Economia

Confapi Padova: cosa si sarebbe potuto fare con i soldi usati per salvare di nuovo Alitalia

"Con quanto speso per la compagnia di bandiera, sarebbe stato possibile costruire 12 nuovi ospedali e ripianare due volte e mezza le sofferenze bancarie delle imprese padovane"

Davide D'Onofrio Direttore Confapi Padova

Fabbrica Padova, centro studi di Confapi, in concomitanza con l’apertura delle buste di interesse per l’acquisizione di Alitalia, ha provato a calcolare cosa si sarebbe potuto fare con un investimento tanto considerevole. Una constatazione preliminare: considerando i 60,8 milioni di abitanti del Paese, è come se sulla testa di ognuno gravasse una tassa di 131,6 euro destinata alla compagnia aerea. Ma, tornando agli 8 miliardi iniziali, avrebbero permesso di costruire 12 nuovi ospedali a Padova, partendo dalla stima di 643 milioni di spesa calcolata a suo tempo dal gruppo tecnico istituito ad hoc dalla Regione Veneto per definire i costi dell’opera attorno a cui si dibatte da anni.

CENTRO CONGRESSI E TRAM. Il Centro congressi che dovrebbe sorgere nell’ambito del polo fieristico sulla base del progetto firmato dall’archistar giapponese Kengo Kuma? Costa “solo” 19 milioni e 300 mila euro. Il che significa che si sarebbe potuto costruire comodamente e che se ne sarebbero potuti edificare altri 413 in giro per l’Italia. E la famigerata seconda linea del tram che avrebbe dovuto collegare Voltabarozzo, stazione ferroviaria e Stadio Euganeo? Doveva costare fra i 60 e i 70 milioni di euro. Se ne sarebbe potute realizzare almeno 123. E a quanto ammonta il totale delle sofferenze bancarie delle imprese padovane secondo i dati forniti da Banca d’Italia? Qui si sale a 3,2 miliardi di euro. In sostanza si sarebbero potuti comodamente ripianare i debiti delle aziende in crisi 2 volte e mezza, rilanciando l’economia del territorio e anche l’occupazione. Sono invece 6,4 i miliardi necessari per la ricapitalizzazione di Popolare di Vicenza e Veneto Banca, il che significa che sarebbe stato possibile provvedere interamente al fabbisogno.
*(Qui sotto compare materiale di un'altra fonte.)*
//! The operator catalog.
//!
//! Operators are the leaves of a condition. Each one is resolved by name to a
//! tagged variant when a rule is loaded, with its parameters parsed and
//! checked up front, so evaluation never looks anything up by string.
//!
//! There are two families:
//! - [`PairwiseOperator`] binds two items
//! - [`ClusterOperator`] binds a set of items

mod cluster;
mod layering;
mod pairwise;
mod params;

use std::fmt;
use std::str::FromStr;

use consort_catalog::{Dimension, Item, Schema};
use consort_foundation::{Error, ErrorKind, Result, Type, Value};
use serde::{Deserialize, Serialize};

pub use cluster::ClusterOperator;
pub use layering::{LayerVerdict, layer_verdict};
pub use pairwise::PairwiseOperator;
pub use params::Params;

// =============================================================================
// Outcome
// =============================================================================

/// Result of evaluating an operator or condition: pass/fail plus a
/// human-readable reason.
#[derive(Clone, Debug, PartialEq, Eq, Serialize, Deserialize)]
pub struct Outcome {
    /// Whether the condition held.
    pub passed: bool,
    /// Why.
    pub reason: String,
}

impl Outcome {
    /// A passing outcome.
    #[must_use]
    pub fn pass(reason: impl Into<String>) -> Self {
        Self {
            passed: true,
            reason: reason.into(),
        }
    }

    /// A failing outcome.
    #[must_use]
    pub fn fail(reason: impl Into<String>) -> Self {
        Self {
            passed: false,
            reason: reason.into(),
        }
    }

    /// A passing or failing outcome sharing one reason.
    #[must_use]
    pub fn when(passed: bool, reason: impl Into<String>) -> Self {
        Self {
            passed,
            reason: reason.into(),
        }
    }
}

// =============================================================================
// Bindings
// =============================================================================

/// Two items bound to a pairwise condition.
#[derive(Clone, Copy, Debug)]
pub struct PairBinding<'a> {
    /// First item.
    pub a: &'a Item,
    /// Second item.
    pub b: &'a Item,
}

impl<'a> PairBinding<'a> {
    /// Binds two items.
    #[must_use]
    pub fn new(a: &'a Item, b: &'a Item) -> Self {
        Self { a, b }
    }
}

/// An item set bound to a cluster condition.
#[derive(Clone, Copy, Debug)]
pub struct ClusterBinding<'a> {
    /// Members of the set.
    pub items: &'a [&'a Item],
}

impl<'a> ClusterBinding<'a> {
    /// Binds an item set.
    #[must_use]
    pub fn new(items: &'a [&'a Item]) -> Self {
        Self { items }
    }
}

// =============================================================================
// Operator Trait
// =============================================================================

/// Operator family, used in diagnostics.
#[derive(Clone, Copy, Debug, PartialEq, Eq)]
pub enum Family {
    /// Binds two items.
    Pairwise,
    /// Binds an item set.
    Cluster,
}

impl fmt::Display for Family {
    fn fmt(&self, f: &mut fmt::Formatter<'_>) -> fmt::Result {
        match self {
            Self::Pairwise => f.write_str("pairwise"),
            Self::Cluster => f.write_str("cluster"),
        }
    }
}

/// A resolved operator of one family.
pub trait Operator: Clone + fmt::Debug + fmt::Display + Send + Sync + Sized {
    /// What the operator binds to.
    type Binding<'a>;

    /// The family this operator belongs to.
    const FAMILY: Family;

    /// Names of all operators of this family.
    const NAMES: &'static [&'static str];

    /// Resolves an operator by name, parsing its parameters.
    ///
    /// # Errors
    ///
    /// Returns a configuration error for an unknown name or bad parameters.
    fn resolve(name: &str, params: &Params<'_>) -> Result<Self>;

    /// Registered name of this operator.
    fn name(&self) -> &'static str;

    /// The attribute this operator reads, if any.
    fn field(&self) -> Option<&str>;

    /// Checks the operator against a schema.
    ///
    /// # Errors
    ///
    /// Returns a configuration error if the field is undeclared or has a
    /// kind this operator cannot read.
    fn check_schema(&self, schema: &Schema) -> Result<()>;

    /// Evaluates the operator.
    ///
    /// # Errors
    ///
    /// Returns an evaluation error if a present value has the wrong type or
    /// an aggregate has nothing to aggregate.
    fn evaluate(&self, binding: &Self::Binding<'_>) -> Result<Outcome>;
}

// =============================================================================
// Registry
// =============================================================================

/// Name → operator lookup for both families.
///
/// The tables are static; the registry is a cheap handle that resolves names
/// and produces cross-family diagnostics.
#[derive(Clone, Copy, Debug, Default)]
pub struct OperatorRegistry {
    _private: (),
}

impl OperatorRegistry {
    /// The standard operator set.
    #[must_use]
    pub fn standard() -> Self {
        Self { _private: () }
    }

    /// Returns every registered operator name, pairwise first.
    pub fn names(&self) -> impl Iterator<Item = &'static str> {
        PairwiseOperator::NAMES
            .iter()
            .chain(ClusterOperator::NAMES)
            .copied()
    }

    /// Returns the family of a registered name.
    #[must_use]
    pub fn family_of(&self, name: &str) -> Option<Family> {
        if PairwiseOperator::NAMES.contains(&name) {
            Some(Family::Pairwise)
        } else if ClusterOperator::NAMES.contains(&name) {
            Some(Family::Cluster)
        } else {
            None
        }
    }

    /// Resolves an operator of family `Op`.
    ///
    /// # Errors
    ///
    /// Returns a configuration error if the name is unknown, belongs to the
    /// other family, or its parameters do not parse.
    pub fn resolve<Op: Operator>(&self, name: &str, params: &Params<'_>) -> Result<Op> {
        match self.family_of(name) {
            Some(family) if family == Op::FAMILY => Op::resolve(name, params),
            Some(family) => Err(Error::malformed_condition(format!(
                "`{name}` is a {family} operator and cannot appear in a {} condition",
                Op::FAMILY
            ))),
            None => Err(Error::unknown_operator(name)),
        }
    }
}

// =============================================================================
// Comparison
// =============================================================================

/// Numeric comparison used by `abs_diff` and `count_by_field`.
#[derive(Clone, Copy, Debug, PartialEq, Eq, Serialize, Deserialize)]
pub enum Comparison {
    /// `<`
    Lt,
    /// `<=`
    Le,
    /// `>`
    Gt,
    /// `>=`
    Ge,
    /// `==`
    Eq,
    /// `!=`
    Ne,
}

impl Comparison {
    /// Applies the comparison.
    #[must_use]
    #[allow(clippy::float_cmp)]
    pub fn apply(self, lhs: f64, rhs: f64) -> bool {
        match self {
            Self::Lt => lhs < rhs,
            Self::Le => lhs <= rhs,
            Self::Gt => lhs > rhs,
            Self::Ge => lhs >= rhs,
            Self::Eq => lhs == rhs,
            Self::Ne => lhs != rhs,
        }
    }

    /// Returns the symbol.
    #[must_use]
    pub fn symbol(self) -> &'static str {
        match self {
            Self::Lt => "<",
            Self::Le => "<=",
            Self::Gt => ">",
            Self::Ge => ">=",
            Self::Eq => "==",
            Self::Ne => "!=",
        }
    }
}

impl FromStr for Comparison {
    type Err = String;

    fn from_str(s: &str) -> std::result::Result<Self, Self::Err> {
        match s {
            "<" | "lt" => Ok(Self::Lt),
            "<=" | "lte" | "le" => Ok(Self::Le),
            ">" | "gt" => Ok(Self::Gt),
            ">=" | "gte" | "ge" => Ok(Self::Ge),
            "==" | "=" | "eq" => Ok(Self::Eq),
            "!=" | "ne" => Ok(Self::Ne),
            other => Err(format!(
                "unknown comparison `{other}`, expected one of <, <=, >, >=, ==, !="
            )),
        }
    }
}

impl fmt::Display for Comparison {
    fn fmt(&self, f: &mut fmt::Formatter<'_>) -> fmt::Result {
        f.write_str(self.symbol())
    }
}

// =============================================================================
// Attribute Access
// =============================================================================

/// Reads a numeric attribute. `Ok(None)` when absent.
fn numeric(item: &Item, field: &str) -> Result<Option<f64>> {
    item.attribute(field)
        .map(|value| {
            value
                .as_number()
                .ok_or_else(|| mismatch(item, field, Type::Float, value))
        })
        .transpose()
}

fn mismatch(item: &Item, field: &str, expected: Type, actual: &Value) -> Error {
    Error::type_mismatch(field, expected, actual.value_type()).with_item(item.id.as_str())
}

/// Looks up the dimension an operator reads.
fn dimension<'s, Op: Operator>(op: &Op, schema: &'s Schema, field: &str) -> Result<&'s Dimension> {
    schema
        .dimension(field)
        .ok_or_else(|| Error::unknown_field(field).with_operator(op.name()))
}

/// Rejects a `value` parameter that no item of a scalar dimension could hold.
fn check_reachable<Op: Operator>(op: &Op, dim: &Dimension, value: &Value) -> Result<()> {
    if matches!(
        dim.kind,
        consort_catalog::DimensionKind::List { .. } | consort_catalog::DimensionKind::CoverageLayers { .. }
    ) {
        return Ok(());
    }
    dim.check(value).map_err(|violation| {
        incompatible_field(
            op,
            &dim.name,
            format!("value {} can never match: {violation}", show(value)),
        )
    })
}

/// True if an attribute equals `wanted`, or is a list holding it.
fn holds(attribute: &Value, wanted: &Value) -> bool {
    attribute.same_as(wanted)
        || attribute
            .as_list()
            .is_some_and(|list| list.iter().any(|v| v.same_as(wanted)))
}

fn incompatible_field<Op: Operator>(op: &Op, field: &str, message: impl Into<String>) -> Error {
    Error::new(ErrorKind::IncompatibleField {
        operator: op.name().to_string(),
        field: field.to_string(),
        message: message.into(),
    })
}

/// Renders a value for reasons: strings bare, everything else via Display.
fn show(value: &Value) -> String {
    match value.as_str() {
        Some(s) => s.to_string(),
        None => value.to_string(),
    }
}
LE PICCOLE IMPRESE. «Ovviamente quello proposto è solo un gioco, per quanto a sfondo amaro, nato con il preciso intento di evidenziare che a pagare alla fine sono i cittadini comuni, ovvero noi, e con la speranza che l’apertura delle buste porti a una vera svolta» sottolinea Davide D’Onofrio, direttore di Confapi Padova. «Ma voglio invitare a pensare a una qualunque piccola o media impresa con alle spalle un fallimento e un tentativo di ricollocazione sul mercato che sia costretta a chiedere 10 mila euro per restare in piedi: vi assicuro che non farà nemmeno in tempo a bussare a una qualsiasi porta che se la vedrà sbattere in faccia con violenza. Con i 7,4 miliardi già spesi quante aziende avremmo potuto far sviluppare? Quanta occupazione avremmo potuto creare? Quanti servizi avremmo potuto erogare? Quante infrastrutture costruire?

ALITALIA OGGI. «E a questo punto viene da porsi un’altra domanda: come fa una compagnia aerea a fallire due volte in un mercato in crescita clamorosa come quello dei trasporti aerei? E la risposta è che chi ha gestito Alitalia non ha saputo fare il suo mestiere: oggi Alitalia è un operatore vecchio in un mercato nuovo, una compagnia senza una strategia e una collocazione precisa. Il problema è che certi temi direttamente collegati a un elettorato tangibile non vengono affrontati da chi sta al Governo, che si troverebbe a scontentare potentati ed elettori. La morale è che a pagare è la collettività. E così è stato chiesto ancora una volta allo Stato di metterci mano attraverso la solita Cassa depositi e prestiti. Ma per quanto dovrà andare ancora avanti questa storia?».